I'll use a couple of examples. First it should be noted that on my first playthrough, I completed the game as per normal. But on my second playthrough, I completed the game on hard difficulty while also garnering the achievement for completing the story without shooting an enemy. In one of the earlier levels, I think it was Jackknife, there is a point where a helicopter drops off three SWAT troopers. If you are not quick enough, they quickly take up positions which allow them to cover pretty much every avenue of escape. If you are quick enough, however, you can get into the middle of that particular rooftop just before they touch down and aim their guns. I attempted this particular segement probably five times. There is one drainpipe that you need to climb up in order to escape the area - climbing up as per normal gives the enemy time to kill you.

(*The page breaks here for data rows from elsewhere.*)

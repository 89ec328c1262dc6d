//! The 8×8 grid of pieces.
//!
//! Every cell holds at most one [`Piece`], and a piece's stored square always
//! names the cell holding it. All mutation goes through [`Board::put`],
//! [`Board::take`] and the reversible [`Board::apply`] / [`Board::revert`]
//! pair, which keep the two in step.

use chess_core::save::{EMPTY, RANK_SEPARATOR};
use chess_core::{Color, Move, MoveFlag, Piece, PieceKind, Square};
use std::fmt;

use crate::SquareSet;

const BACK_RANK: [PieceKind; 8] = [
    PieceKind::Rook,
    PieceKind::Knight,
    PieceKind::Bishop,
    PieceKind::Queen,
    PieceKind::King,
    PieceKind::Bishop,
    PieceKind::Knight,
    PieceKind::Rook,
];

/// Everything needed to take back a move applied with [`Board::apply`].
#[derive(Debug, Clone, Copy, PartialEq, Eq)]
pub struct Undo {
    /// The move as applied.
    pub mv: Move,
    /// The mover before it moved (original square and kind).
    pub moved: Piece,
    /// The piece removed by the move, en passant victims included.
    pub captured: Option<Piece>,
    /// Rook relocation performed by castling, as `(from, to)`.
    pub rook: Option<(Square, Square)>,
}

/// Piece placement on an 8×8 board.
#[derive(Clone, PartialEq, Eq, Hash)]
pub struct Board {
    cells: [Option<Piece>; 64],
}

impl Board {
    /// Creates a board with no pieces.
    pub const fn empty() -> Self {
        Board { cells: [None; 64] }
    }

    /// Creates the standard starting arrangement.
    pub fn startpos() -> Self {
        let mut board = Board::empty();
        for color in Color::BOTH {
            for (file, kind) in BACK_RANK.into_iter().enumerate() {
                if let Some(sq) = Square::from_coords(file as u8, color.back_rank()) {
                    board.put(kind, color, sq);
                }
                if let Some(sq) = Square::from_coords(file as u8, color.pawn_rank()) {
                    board.put(PieceKind::Pawn, color, sq);
                }
            }
        }
        board
    }

    /// Returns the piece on the given square, if any.
    #[inline]
    pub fn piece_at(&self, sq: Square) -> Option<Piece> {
        self.cells[sq.index() as usize]
    }

    #[inline]
    pub fn is_vacant(&self, sq: Square) -> bool {
        self.piece_at(sq).is_none()
    }

    /// Creates a piece on `sq`, returning whatever stood there before.
    pub fn put(&mut self, kind: PieceKind, color: Color, sq: Square) -> Option<Piece> {
        self.cells[sq.index() as usize].replace(Piece::new(kind, color, sq))
    }

    /// Removes and returns the piece on `sq`.
    pub fn take(&mut self, sq: Square) -> Option<Piece> {
        self.cells[sq.index() as usize].take()
    }

    /// Puts a piece back on the square it records.
    fn restore(&mut self, piece: Piece) {
        self.cells[piece.square.index() as usize] = Some(piece);
    }

    /// Moves whatever stands on `from` to `to`, keeping its stored square in
    /// step with the grid.
    fn relocate(&mut self, from: Square, to: Square) {
        if let Some(mut piece) = self.take(from) {
            piece.square = to;
            self.restore(piece);
        }
    }

    /// Iterates over every piece from a1 toward h8.
    pub fn pieces(&self) -> impl Iterator<Item = Piece> + '_ {
        self.cells.iter().flatten().copied()
    }

    /// Iterates over the pieces of one color.
    pub fn pieces_of(&self, color: Color) -> impl Iterator<Item = Piece> + '_ {
        self.pieces().filter(move |p| p.color == color)
    }

    /// Squares occupied by the given color.
    pub fn occupancy(&self, color: Color) -> SquareSet {
        self.pieces_of(color).map(|p| p.square).collect()
    }

    /// Returns the square of the given color's king.
    pub fn king_square(&self, color: Color) -> Option<Square> {
        self.pieces_of(color)
            .find(|p| p.kind == PieceKind::King)
            .map(|p| p.square)
    }

    /// Returns true if `sq` holds a piece of this kind and color.
    pub fn holds(&self, sq: Square, kind: PieceKind, color: Color) -> bool {
        matches!(self.piece_at(sq), Some(p) if p.kind == kind && p.color == color)
    }

    /// Encodes the placement, rank 8 first, one character per cell.
    pub fn placement(&self) -> String {
        let mut out = String::with_capacity(71);
        for rank in (0..8u8).rev() {
            for file in 0..8u8 {
                let code = Square::from_coords(file, rank)
                    .and_then(|sq| self.piece_at(sq))
                    .map_or(EMPTY, Piece::code);
                out.push(code);
            }
            if rank > 0 {
                out.push(RANK_SEPARATOR);
            }
        }
        out
    }

    /// Applies a move to the grid and returns the record that reverts it.
    ///
    /// Only the grid changes: turn, rights and clocks belong to
    /// [`Position`](crate::Position).
    ///
    /// # Panics
    ///
    /// Panics if `mv.from` is empty. Moves come from the generators, which
    /// only emit moves for pieces on the board.
    pub fn apply(&mut self, mv: Move) -> Undo {
        let moved = self.take(mv.from).expect("no piece on move source");

        let victim_square = match mv.flag {
            MoveFlag::EnPassant => {
                Square::from_coords(mv.to.file_index(), mv.from.rank_index()).unwrap_or(mv.to)
            }
            _ => mv.to,
        };
        let captured = self.take(victim_square);

        let kind = mv.flag.promotion().unwrap_or(moved.kind);
        self.put(kind, moved.color, mv.to);

        let rook = castling_rook(mv).filter(|&(rook_from, _)| !self.is_vacant(rook_from));
        if let Some((rook_from, rook_to)) = rook {
            self.relocate(rook_from, rook_to);
        }

        Undo {
            mv,
            moved,
            captured,
            rook,
        }
    }

    /// Takes back a move applied with [`Board::apply`].
    pub fn revert(&mut self, undo: Undo) {
        if let Some((rook_from, rook_to)) = undo.rook {
            self.relocate(rook_to, rook_from);
        }
        self.take(undo.mv.to);
        self.restore(undo.moved);
        if let Some(captured) = undo.captured {
            self.restore(captured);
        }
    }

    /// Applies `mv`, evaluates `f` on the result, then reverts.
    ///
    /// The grid is identical before and after the call.
    pub fn with_applied<R>(&mut self, mv: Move, f: impl FnOnce(&Board) -> R) -> R {
        let undo = self.apply(mv);
        let result = f(self);
        self.revert(undo);
        result
    }
}

/// Rook relocation for a castling move, as `(from, to)`.
fn castling_rook(mv: Move) -> Option<(Square, Square)> {
    let rank = mv.from.rank_index();
    let (from_file, to_file) = match mv.flag {
        MoveFlag::CastleKingside => (7, 5),
        MoveFlag::CastleQueenside => (0, 3),
        _ => return None,
    };
    Some((
        Square::from_coords(from_file, rank)?,
        Square::from_coords(to_file, rank)?,
    ))
}

impl Default for Board {
    fn default() -> Self {
        Self::startpos()
    }
}

impl fmt::Debug for Board {
    fn fmt(&self, f: &mut fmt::Formatter<'_>) -> fmt::Result {
        write!(f, "Board({})", self.placement())
    }
}

impl fmt::Display for Board {
    fn fmt(&self, f: &mut fmt::Formatter<'_>) -> fmt::Result {
        for (row, rank) in self.placement().split(RANK_SEPARATOR).enumerate() {
            write!(f, "{} ", 8 - row)?;
            for c in rank.chars() {
                write!(f, "{} ", c)?;
            }
            writeln!(f)?;
        }
        writeln!(f, "  a b c d e f g h")
    }
}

On my final attempt however, I found a tiny, thin vent poking out of the wall. On a hunch I ran up it, turned, and jumped. I automatically grabbed onto a smaller, normally out-of-reach pipe, which got me out of danger immediately. They didn't hit me with a single bullet.

The other example I wanted to highlight is in the first car storage area of the boat level, when you burst out of the truck upon some unsuspecting guards. I was beating my head in trying to run past them to safety. I finally realised that it was the machine gunner with his extra-powerful firearm that was finishing me off before I could flee onto the air vents. So I set about trying to take him out. I would disarm the first guard by grabbing him from behind, toss the weapon, then strafe around a box so that I could quickly kick the second guard in the knees. He would hunch over, another attack would knee him in the face, then two more punches and he was sprawled on the ground. I noticed the machine gunner was standing next to a truck. I ran top-speed while in cover so that he couldn't see me, then burst out next to the truck - a wall kick spun him around for a quick disarm maneuver, and throwing his weapon to the ground, I knew then that I would be able to climb to the ceiling without getting killed.

These are just two examples of how I dealt with the combat scenarios using the attitude championed by the game's design. Amazingly enough, even in speed run mode (where it's in medium mode by default) these are the sort of tactics you need to succeed. Is it that the majority of gamers have FPS combat tactics so deeply etched into their psyche that they can't approach Mirror's Edge's threats without requiring total victory to proceed? After my own experiences, I find it hard to see these situations raising such a wall in the general flow of the game.

At the end of the day, I got a great thrill from the challenge of trying to maintain momentum across rooftops, through shopping centres and around deadly threats. Matthew Gallant makes a good point at The Quixotic Engineer about how it's a puzzle game at times, and it really shouldn't be. But I'll contest that, once you've cracked the puzzle, shaving precious seconds off of your times calls in the exact type of flowing, freeform gameplay that he feels clashes with the level design in general.